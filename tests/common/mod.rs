//! Common test utilities for Flotilla integration tests.
//!
//! Provides:
//! - `TestProject`: an isolated project directory with descriptor builders
//! - CLI execution helpers against the built `flotilla` binary
//! - In-memory engine fakes for driving the orchestrators without docker

#![allow(dead_code)]

use std::cell::RefCell;
use std::collections::BTreeMap;
use std::path::{Path, PathBuf};
use std::process::Command;

use tempfile::TempDir;

use flotilla::engine::{
    BuildContext, BuildEngine, DeployEngine, EngineError, TokenSource,
};
use flotilla::error::FlotillaResult;
use flotilla::models::{Node, RegistryConfig, RunConfig};

/// Result of running a flotilla CLI command
#[derive(Debug)]
pub struct TestResult {
    pub success: bool,
    pub exit_code: i32,
    pub stdout: String,
    pub stderr: String,
}

impl TestResult {
    pub fn combined_output(&self) -> String {
        format!("{}\n{}", self.stdout, self.stderr)
    }
}

/// Isolated flotilla project in a temp directory
pub struct TestProject {
    pub root: TempDir,
}

impl TestProject {
    pub fn new() -> Self {
        Self {
            root: TempDir::new().expect("create temp project"),
        }
    }

    pub fn path(&self) -> &Path {
        self.root.path()
    }

    /// Write `environment.yaml`
    pub fn with_environment(self, content: &str) -> Self {
        std::fs::write(self.path().join("environment.yaml"), content).unwrap();
        self
    }

    /// Write an application manifest (and optional extra files)
    pub fn with_application(self, name: &str, manifest: &str) -> Self {
        let dir = self.path().join("applications").join(name);
        std::fs::create_dir_all(&dir).unwrap();
        std::fs::write(dir.join("application.yaml"), manifest).unwrap();
        self
    }

    /// Add a file inside an application directory
    pub fn with_app_file(self, app: &str, file: &str, content: &str) -> Self {
        let path = self.path().join("applications").join(app).join(file);
        if let Some(parent) = path.parent() {
            std::fs::create_dir_all(parent).unwrap();
        }
        std::fs::write(path, content).unwrap();
        self
    }

    /// Run the flotilla binary against this project
    pub fn run(&self, args: &[&str]) -> TestResult {
        let output = Command::new(env!("CARGO_BIN_EXE_flotilla"))
            .arg("--project")
            .arg(self.path())
            .args(args)
            .output()
            .expect("run flotilla binary");

        TestResult {
            success: output.status.success(),
            exit_code: output.status.code().unwrap_or(-1),
            stdout: String::from_utf8_lossy(&output.stdout).into_owned(),
            stderr: String::from_utf8_lossy(&output.stderr).into_owned(),
        }
    }

    pub fn lock_path(&self) -> PathBuf {
        self.path().join("flotilla.lock")
    }
}

/// Standard two-node environment used across tests
pub const TWO_NODE_ENVIRONMENT: &str = r#"
registry:
  host: registry.local
nodes:
  - name: alpha
    host: 127.0.0.1
    labels: [sensor]
  - name: bravo
    host: 127.0.0.1
    labels: [sensor, gateway]
"#;

pub fn node(name: &str, labels: &[&str]) -> Node {
    Node {
        name: name.to_string(),
        host: format!("{name}.local"),
        labels: labels.iter().map(|l| l.to_string()).collect(),
    }
}

/// What an engine fake was asked to do
#[derive(Debug, Clone, PartialEq, Eq)]
pub enum EngineCall {
    Build { node: String, tag: String },
    Push { node: String, image: String },
    Pull { node: String, image: String },
    Stop { node: String, container: String },
    Create { node: String, image: String },
    Start { node: String, container: String },
}

/// Operations a `FailingEngine` can be told to fail at
#[derive(Debug, Clone, Copy, PartialEq, Eq)]
pub enum FailAt {
    Never,
    Build,
    Push,
    Pull,
    Stop,
    Create,
    Start,
}

/// In-memory engine recording every call; optionally fails one operation
pub struct RecordingEngine {
    pub calls: RefCell<Vec<EngineCall>>,
    pub fail_at: FailAt,
    counter: RefCell<u32>,
}

impl RecordingEngine {
    pub fn new() -> Self {
        Self::failing_at(FailAt::Never)
    }

    pub fn failing_at(fail_at: FailAt) -> Self {
        Self {
            calls: RefCell::new(Vec::new()),
            fail_at,
            counter: RefCell::new(0),
        }
    }

    pub fn calls(&self) -> Vec<EngineCall> {
        self.calls.borrow().clone()
    }

    fn fail(&self, what: &str) -> EngineError {
        EngineError::CommandFailed {
            command: what.to_string(),
            status: "exit 1".to_string(),
            detail: "injected failure".to_string(),
        }
    }
}

impl BuildEngine for RecordingEngine {
    fn build_image(
        &self,
        node: &Node,
        _context: &BuildContext,
        _args: &BTreeMap<String, String>,
        tag: &str,
    ) -> Result<(), EngineError> {
        self.calls.borrow_mut().push(EngineCall::Build {
            node: node.name.clone(),
            tag: tag.to_string(),
        });
        if self.fail_at == FailAt::Build {
            return Err(self.fail("build"));
        }
        Ok(())
    }

    fn push_image(
        &self,
        node: &Node,
        image: &str,
        _registry: &RegistryConfig,
    ) -> Result<(), EngineError> {
        self.calls.borrow_mut().push(EngineCall::Push {
            node: node.name.clone(),
            image: image.to_string(),
        });
        if self.fail_at == FailAt::Push {
            return Err(self.fail("push"));
        }
        Ok(())
    }
}

impl DeployEngine for RecordingEngine {
    fn pull_image(&self, node: &Node, image: &str) -> Result<(), EngineError> {
        self.calls.borrow_mut().push(EngineCall::Pull {
            node: node.name.clone(),
            image: image.to_string(),
        });
        if self.fail_at == FailAt::Pull {
            return Err(self.fail("pull"));
        }
        Ok(())
    }

    fn stop_container(&self, node: &Node, container: &str) -> Result<(), EngineError> {
        self.calls.borrow_mut().push(EngineCall::Stop {
            node: node.name.clone(),
            container: container.to_string(),
        });
        if self.fail_at == FailAt::Stop {
            return Err(self.fail("stop"));
        }
        Ok(())
    }

    fn create_container(
        &self,
        node: &Node,
        image: &str,
        _run: Option<&RunConfig>,
    ) -> Result<String, EngineError> {
        self.calls.borrow_mut().push(EngineCall::Create {
            node: node.name.clone(),
            image: image.to_string(),
        });
        if self.fail_at == FailAt::Create {
            return Err(self.fail("create"));
        }
        let mut counter = self.counter.borrow_mut();
        *counter += 1;
        Ok(format!("container-{}", *counter))
    }

    fn start_container(&self, node: &Node, container: &str) -> Result<(), EngineError> {
        self.calls.borrow_mut().push(EngineCall::Start {
            node: node.name.clone(),
            container: container.to_string(),
        });
        if self.fail_at == FailAt::Start {
            return Err(self.fail("start"));
        }
        Ok(())
    }
}

/// Deterministic token source yielding `t1`, `t2`, ...
pub struct SequenceTokens {
    counter: RefCell<u32>,
}

impl SequenceTokens {
    pub fn new() -> Self {
        Self {
            counter: RefCell::new(0),
        }
    }
}

impl TokenSource for SequenceTokens {
    fn next_token(&self) -> FlotillaResult<String> {
        let mut counter = self.counter.borrow_mut();
        *counter += 1;
        Ok(format!("t{}", *counter))
    }
}
//! Node reachability probe
//!
//! A plain TCP connect against the engine management port, with a short
//! timeout. Status reporting uses this; build and deploy never do.

use std::net::{TcpStream, ToSocketAddrs};
use std::time::Duration;

use super::{docker::ENGINE_PORT, NodeProbe};
use crate::models::Node;

/// TCP-based reachability probe
#[derive(Debug, Clone, Copy)]
pub struct TcpProbe {
    timeout: Duration,
}

impl TcpProbe {
    pub fn new() -> Self {
        Self {
            timeout: Duration::from_secs(1),
        }
    }

    pub fn with_timeout(timeout: Duration) -> Self {
        Self { timeout }
    }
}

impl Default for TcpProbe {
    fn default() -> Self {
        Self::new()
    }
}

impl NodeProbe for TcpProbe {
    fn is_reachable(&self, node: &Node) -> bool {
        let addr = format!("{}:{}", node.host, ENGINE_PORT);
        let Ok(mut resolved) = addr.to_socket_addrs() else {
            return false;
        };
        let Some(addr) = resolved.next() else {
            return false;
        };
        TcpStream::connect_timeout(&addr, self.timeout).is_ok()
    }
}
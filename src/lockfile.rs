//! Lock-state store
//!
//! `flotilla.lock` is the single source of truth for "which image version
//! is deployed where": the last successfully built image reference per
//! application, and the currently running container per (application, node)
//! pair.
//!
//! The store is saved after every successful mutation, not batched, so a
//! crash mid-run leaves the file consistent with the deployments that
//! actually completed. Writes go through a tempfile + rename so a partial
//! write never clobbers the previous state.

use std::collections::BTreeMap;
use std::fs;
use std::io::Write;
use std::path::Path;

use chrono::{DateTime, Utc};
use serde::{Deserialize, Serialize};

use crate::error::{FlotillaError, FlotillaResult};

/// File name of the lock file at the project root
pub const LOCK_FILE: &str = "flotilla.lock";

const LOCK_SCHEMA_VERSION: u32 = 1;

fn default_schema_version() -> u32 {
    LOCK_SCHEMA_VERSION
}

/// One recorded deployment: the running container on a node
#[derive(Debug, Clone, PartialEq, Eq, Serialize, Deserialize)]
pub struct Deployment {
    pub container: String,
    pub deployed_at: DateTime<Utc>,
}

/// Persisted deployment state of a project
#[derive(Debug, Clone, PartialEq, Serialize, Deserialize)]
pub struct LockState {
    #[serde(default = "default_schema_version")]
    version: u32,

    /// application name -> last successfully built image reference
    #[serde(default)]
    versions: BTreeMap<String, String>,

    /// application name -> node name -> running container
    #[serde(default)]
    deployments: BTreeMap<String, BTreeMap<String, Deployment>>,
}

impl Default for LockState {
    fn default() -> Self {
        Self::new()
    }
}

impl LockState {
    pub fn new() -> Self {
        Self {
            version: LOCK_SCHEMA_VERSION,
            versions: BTreeMap::new(),
            deployments: BTreeMap::new(),
        }
    }

    /// Load the lock file from a project directory
    pub fn load(base_dir: &Path) -> FlotillaResult<Self> {
        let path = base_dir.join(LOCK_FILE);
        if !path.exists() {
            return Err(FlotillaError::LockNotFound { path });
        }

        let content = fs::read_to_string(&path).map_err(|e| FlotillaError::PersistenceFailed {
            message: format!("reading {}: {}", path.display(), e),
        })?;
        let state: Self =
            toml::from_str(&content).map_err(|e| FlotillaError::PersistenceFailed {
                message: format!("parsing {}: {}", path.display(), e),
            })?;

        if state.version != LOCK_SCHEMA_VERSION {
            return Err(FlotillaError::LockVersionMismatch {
                path,
                found: state.version,
                expected: LOCK_SCHEMA_VERSION,
            });
        }

        Ok(state)
    }

    /// Load the lock file, or start empty if none exists yet
    ///
    /// Parse failures still fail: a corrupt lock file must not be silently
    /// replaced.
    pub fn load_or_default(base_dir: &Path) -> FlotillaResult<Self> {
        match Self::load(base_dir) {
            Ok(state) => Ok(state),
            Err(FlotillaError::LockNotFound { .. }) => Ok(Self::new()),
            Err(e) => Err(e),
        }
    }

    /// Persist the lock file atomically
    pub fn save(&self, base_dir: &Path) -> FlotillaResult<()> {
        let path = base_dir.join(LOCK_FILE);
        let content =
            toml::to_string_pretty(self).map_err(|e| FlotillaError::PersistenceFailed {
                message: format!("serializing lock state: {e}"),
            })?;

        let mut tmp = tempfile::NamedTempFile::new_in(base_dir).map_err(|e| {
            FlotillaError::PersistenceFailed {
                message: format!("creating temp file in {}: {}", base_dir.display(), e),
            }
        })?;
        tmp.write_all(content.as_bytes())
            .map_err(|e| FlotillaError::PersistenceFailed {
                message: format!("writing lock state: {e}"),
            })?;
        tmp.persist(&path)
            .map_err(|e| FlotillaError::PersistenceFailed {
                message: format!("replacing {}: {}", path.display(), e),
            })?;

        Ok(())
    }

    /// Last successfully built image reference for an application
    pub fn version(&self, app: &str) -> Option<&str> {
        self.versions.get(app).map(|s| s.as_str())
    }

    /// Record a successful build, overwriting any prior value
    pub fn set_version(&mut self, app: &str, image: impl Into<String>) {
        self.versions.insert(app.to_string(), image.into());
    }

    /// Currently recorded deployment for an (application, node) pair
    pub fn deployment(&self, app: &str, node: &str) -> Option<&Deployment> {
        self.deployments.get(app).and_then(|nodes| nodes.get(node))
    }

    /// Record a successful deployment, overwriting any prior entry for
    /// this exact pair
    pub fn set_deployment(&mut self, app: &str, node: &str, container: impl Into<String>) {
        self.deployments.entry(app.to_string()).or_default().insert(
            node.to_string(),
            Deployment {
                container: container.into(),
                deployed_at: Utc::now(),
            },
        );
    }

    /// All recorded build versions, for status reporting
    pub fn versions(&self) -> impl Iterator<Item = (&str, &str)> {
        self.versions.iter().map(|(k, v)| (k.as_str(), v.as_str()))
    }
}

> Task goal
The answer must consist of each line in the entries above that includes "memory".

> Your solution
//! - In-memory engine fakes for driving the orchestrators without docker
/// In-memory engine recording every call; optionally fails one operation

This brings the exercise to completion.